ACTIVITY:
Look below. Copy each line that has "crate" in it.

• • •

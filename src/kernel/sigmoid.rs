//! Sigmoid (Tanh) Kernel Implementation
//!
//! K(x, y) = tanh(γ * <x, y> + r)
//!
//! The sigmoid kernel is not positive semi-definite for every parameter
//! choice. The sparse Bayesian fit only needs the design matrix, so this is
//! not a problem for training, but badly scaled parameters saturate tanh and
//! give nearly constant basis functions.

use crate::core::SparseVector;
use crate::kernel::traits::Kernel;

/// Sigmoid (Hyperbolic Tangent) kernel
#[derive(Debug, Clone)]
pub struct SigmoidKernel {
    /// Scaling parameter for the dot product (must be positive)
    pub gamma: f64,
    /// Bias/offset parameter (can be positive, negative, or zero)
    pub coef0: f64,
}

impl SigmoidKernel {
    /// Creates a new Sigmoid kernel with specified parameters
    ///
    /// # Panics
    /// Panics if gamma is not positive
    ///
    /// # Examples
    /// ```
    /// use rsrvm::kernel::SigmoidKernel;
    ///
    /// let kernel = SigmoidKernel::new(0.1, -1.0);
    /// assert_eq!(kernel.gamma, 0.1);
    /// assert_eq!(kernel.coef0, -1.0);
    /// ```
    pub fn new(gamma: f64, coef0: f64) -> Self {
        if gamma <= 0.0 {
            panic!("Gamma must be positive, got: {}", gamma);
        }
        Self { gamma, coef0 }
    }

    /// Whether the kernel argument stays out of the flat tails of tanh for
    /// inputs whose dot products lie in `[-max_dot, max_dot]`
    pub fn is_well_scaled(&self, max_dot: f64) -> bool {
        let reach = self.gamma * max_dot.abs() + self.coef0.abs();
        reach < 3.0
    }
}

impl Kernel for SigmoidKernel {
    fn compute(&self, x: &SparseVector, y: &SparseVector) -> f64 {
        (self.gamma * x.dot(y) + self.coef0).tanh()
    }
}

#[cfg(test)]
mod tests {
    use super::*;
    use approx::assert_relative_eq;

    #[test]
    fn test_sigmoid_kernel_basic() {
        let kernel = SigmoidKernel::new(0.5, -1.0);
        let x = SparseVector::new(vec![0, 1], vec![1.0, 2.0]);
        let y = SparseVector::new(vec![0, 1], vec![2.0, 1.0]);

        // tanh(0.5 * 4 - 1) = tanh(1)
        assert_relative_eq!(kernel.compute(&x, &y), 1.0_f64.tanh(), epsilon = 1e-12);
    }

    #[test]
    fn test_sigmoid_kernel_bounded() {
        let kernel = SigmoidKernel::new(10.0, 0.0);
        let x = SparseVector::new(vec![0], vec![100.0]);
        let y = SparseVector::new(vec![0], vec![-100.0]);

        let value = kernel.compute(&x, &y);
        assert!((-1.0..=1.0).contains(&value));
        assert_relative_eq!(value, -1.0, epsilon = 1e-12);
    }

    #[test]
    fn test_sigmoid_kernel_orthogonal_inputs() {
        let kernel = SigmoidKernel::new(1.0, 0.3);
        let x = SparseVector::new(vec![0], vec![1.0]);
        let y = SparseVector::new(vec![1], vec![1.0]);

        assert_relative_eq!(kernel.compute(&x, &y), 0.3_f64.tanh(), epsilon = 1e-12);
    }

    #[test]
    fn test_sigmoid_scaling_check() {
        assert!(SigmoidKernel::new(0.01, 0.0).is_well_scaled(10.0));
        assert!(!SigmoidKernel::new(1.0, 0.0).is_well_scaled(10.0));
    }

    #[test]
    #[should_panic(expected = "Gamma must be positive")]
    fn test_sigmoid_invalid_gamma() {
        SigmoidKernel::new(0.0, 1.0);
    }
}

• • •

RESPONSE:
use crate::core::SparseVector;
use crate::kernel::traits::Kernel;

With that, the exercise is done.